How do painkillers know where the pain is?
How do painkillers know where the pain is in my body? How does the pill know where it hurts?
Andrew - Yes. A very interesting question. You might imagine that pills must have some kind of destination board on the front saying, I'm headed for the liver, or I'm going to sort out that headache. But it ain't like that. Really the clue to this is in the fantastic discoveries that different molecules have got different shapes, different structures. Actually where we are in Cambridge is one of the great centers for discovering the structure of molecules. Originally, people used to look at the structure of rocks and minerals through shining x-rays and doing crystallography on them. And then people hit on the idea that we could do this with biological substances. If we could only make them into crystals, we could work out what the structure of these molecules is. And indeed the famous Nobel laureate, Dorothy Hodgkin's, work used x-rays, made crystals of penicillin and later on insulin, and discovered the precise structure and what that means, of course, just to make it clear, molecules are assemblies of atoms that are all bonded tightly to together, and they make an overall shape. And in the body, a huge number of molecules are very large, extremely large. They're called macromolecules. In fact, proteins are one example, DNAs another. And proteins are constructions of hundreds or often thousands of atoms into one gigantic molecule, which wraps up into a kind of globule. They're called globular proteins. And on the surface of these proteins, they have, and little hills and valleys and proteins in the body distributed often on the surface of different cells, have different shaped crevices and different shape hills and valleys. Now, when we take a drug, like a painkiller or any other drug, a beta blocker or a statin, these are small molecules, much, much smaller, and they've got a particular shape as well. So what happens when you take them, they course through the body, through the fluid systems, through the blood in particular bloodstream. And it's only when the shape of this little molecule happens to pass by a crevice or a little niche on a protein. And it fits, it's like a lock and a key. The drug molecule fits the crevice on a protein that it sticks. Basically the small molecules, the drugs and the medicine are passing by almost everything until it reaches a specific receptor. It's called a receptor because that's where it receives the drug.

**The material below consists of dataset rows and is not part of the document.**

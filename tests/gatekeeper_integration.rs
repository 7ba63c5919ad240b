//! Integration tests for the edge gate over real HTTP requests.
//!
//! A minimal page router sits behind the gate middleware; requests are
//! driven through `tower::ServiceExt::oneshot` with a mock credential
//! authority underneath, so every decision path is observable end to end:
//! status, Location, Set-Cookie, and authority call counts.

use std::sync::Arc;

use axum::{body::Body, http::Request, middleware, Router};
use http::{header, StatusCode};
use tower::ServiceExt;

use backroom::adapters::auth::MockCredentialAuthority;
use backroom::adapters::http::middleware::{edge_gate, GateState};
use backroom::application::RefreshRotator;
use backroom::edge::{Gatekeeper, IndeterminatePolicy};
use backroom::ports::AuthorityError;

// =============================================================================
// Test Infrastructure
// =============================================================================

fn gated_app(mock: Arc<MockCredentialAuthority>) -> Router {
    gated_app_with_policy(mock, IndeterminatePolicy::FailOpen)
}

fn gated_app_with_policy(
    mock: Arc<MockCredentialAuthority>,
    policy: IndeterminatePolicy,
) -> Router {
    let state = GateState {
        gatekeeper: Gatekeeper::new(RefreshRotator::new(mock)).with_policy(policy),
        refresh_ttl_days: 30,
        secure_cookies: false,
    };

    Router::new()
        .fallback(|| async { "page" })
        .layer(middleware::from_fn_with_state(state, edge_gate))
}

fn get(path: &str, cookies: Option<&str>) -> Request<Body> {
    let mut builder = Request::builder().uri(path);
    if let Some(cookies) = cookies {
        builder = builder.header(header::COOKIE, cookies);
    }
    builder.body(Body::empty()).unwrap()
}

fn set_cookies(response: &axum::response::Response) -> Vec<String> {
    response
        .headers()
        .get_all(header::SET_COOKIE)
        .iter()
        .map(|v| v.to_str().unwrap().to_string())
        .collect()
}

fn location(response: &axum::response::Response) -> &str {
    response
        .headers()
        .get(header::LOCATION)
        .and_then(|v| v.to_str().ok())
        .unwrap_or_default()
}

// =============================================================================
// Public paths
// =============================================================================

#[tokio::test]
async fn public_path_is_admitted_without_cookies_or_authority_calls() {
    let mock = Arc::new(MockCredentialAuthority::new());
    let app = gated_app(mock.clone());

    let response = app.oneshot(get("/login", None)).await.unwrap();

    assert_eq!(response.status(), StatusCode::OK);
    assert!(set_cookies(&response).is_empty());
    assert_eq!(mock.total_calls(), 0);
}

#[tokio::test]
async fn public_path_ignores_stale_credentials() {
    let mock = Arc::new(MockCredentialAuthority::new());
    let app = gated_app(mock.clone());

    let response = app
        .oneshot(get(
            "/about",
            Some("access_token=dead; refresh_token=dead"),
        ))
        .await
        .unwrap();

    assert_eq!(response.status(), StatusCode::OK);
    assert!(set_cookies(&response).is_empty());
    assert_eq!(mock.total_calls(), 0);
}

// =============================================================================
// Protected paths
// =============================================================================

#[tokio::test]
async fn no_cookies_redirects_to_login_with_return_path_and_no_set_cookie() {
    let mock = Arc::new(MockCredentialAuthority::new());
    let app = gated_app(mock);

    let response = app.oneshot(get("/profile", None)).await.unwrap();

    assert_eq!(response.status(), StatusCode::TEMPORARY_REDIRECT);
    assert_eq!(location(&response), "/login?redirect=%2Fprofile");
    assert!(set_cookies(&response).is_empty());
}

#[tokio::test]
async fn access_cookie_admits_without_authority_call_or_cookie_rewrite() {
    let mock = Arc::new(MockCredentialAuthority::new());
    let app = gated_app(mock.clone());

    let response = app
        .oneshot(get("/profile", Some("access_token=live-access")))
        .await
        .unwrap();

    assert_eq!(response.status(), StatusCode::OK);
    assert!(set_cookies(&response).is_empty());
    assert_eq!(mock.total_calls(), 0);
}

#[tokio::test]
async fn refresh_only_request_rotates_once_and_sets_exactly_two_cookies() {
    let mock = Arc::new(
        MockCredentialAuthority::new().with_refresh_token("refresh-1", "user-1", "a@b.co"),
    );
    let app = gated_app(mock.clone());

    let response = app
        .oneshot(get("/profile", Some("refresh_token=refresh-1")))
        .await
        .unwrap();

    assert_eq!(response.status(), StatusCode::OK);
    let cookies = set_cookies(&response);
    assert_eq!(cookies.len(), 2);
    assert!(cookies.iter().any(|c| c.starts_with("access_token=")));
    assert!(cookies.iter().any(|c| c.starts_with("refresh_token=")));
    assert!(cookies.iter().all(|c| c.contains("HttpOnly")));
    // The old refresh token must not be written back.
    assert!(!cookies
        .iter()
        .any(|c| c.starts_with("refresh_token=refresh-1;")));
    assert_eq!(mock.refresh_calls(), 1);
    assert_eq!(mock.get_user_calls(), 0);
}

#[tokio::test]
async fn rejected_refresh_redirects_and_clears_both_cookies() {
    let mock = Arc::new(MockCredentialAuthority::new());
    let app = gated_app(mock);

    let response = app
        .oneshot(get("/profile", Some("refresh_token=stale")))
        .await
        .unwrap();

    assert_eq!(response.status(), StatusCode::TEMPORARY_REDIRECT);
    assert_eq!(location(&response), "/login?redirect=%2Fprofile");
    let cookies = set_cookies(&response);
    assert_eq!(cookies.len(), 2);
    assert!(cookies.iter().any(|c| c.starts_with("access_token=;")));
    assert!(cookies.iter().any(|c| c.starts_with("refresh_token=;")));
}

#[tokio::test]
async fn indeterminate_refresh_fails_open_with_cookies_untouched() {
    let mock = Arc::new(
        MockCredentialAuthority::new()
            .with_refresh_error(AuthorityError::unavailable("authority returned 503")),
    );
    let app = gated_app(mock);

    let response = app
        .oneshot(get("/profile", Some("refresh_token=refresh-1")))
        .await
        .unwrap();

    assert_eq!(response.status(), StatusCode::OK);
    assert!(set_cookies(&response).is_empty());
}

#[tokio::test]
async fn fail_closed_policy_redirects_on_indeterminate_without_clearing() {
    let mock = Arc::new(
        MockCredentialAuthority::new()
            .with_refresh_error(AuthorityError::unavailable("timeout")),
    );
    let app = gated_app_with_policy(mock, IndeterminatePolicy::FailClosed);

    let response = app
        .oneshot(get("/profile", Some("refresh_token=refresh-1")))
        .await
        .unwrap();

    assert_eq!(response.status(), StatusCode::TEMPORARY_REDIRECT);
    assert!(set_cookies(&response).is_empty());
}

#[tokio::test]
async fn nested_path_is_encoded_into_the_redirect_target() {
    let mock = Arc::new(MockCredentialAuthority::new());
    let app = gated_app(mock);

    let response = app.oneshot(get("/chat/room/7", None)).await.unwrap();

    assert_eq!(response.status(), StatusCode::TEMPORARY_REDIRECT);
    assert_eq!(location(&response), "/login?redirect=%2Fchat%2Froom%2F7");
}

#[tokio::test]
async fn login_prefix_lookalike_path_is_not_public() {
    let mock = Arc::new(MockCredentialAuthority::new());
    let app = gated_app(mock);

    let response = app.oneshot(get("/login-history", None)).await.unwrap();

    assert_eq!(response.status(), StatusCode::TEMPORARY_REDIRECT);
}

Chris - A bit like triggering a landslide in your valleys discreetly in just the right valleys because the drug is addressed to the right parts of the body that have the right shape valley to happen
Andrew - I mean, I've emphasized shape there, but I should also for accuracy say that there's an electrical issue as well, that molecules have a, tend to have a positive end and a negative end, and they have to match up. So the positive end of a drug molecule matches up with a negative place on the receptor molecule
Chris - So there's a well known slogan for one brand that it hits pain where it hurts. Yeah. And so in some respects, that's not wrong. It's that the drug does kind of know where the problem is because the problem only exists where it hurts, so it binds to the right place. Absolutely. Andrew, thank you very much.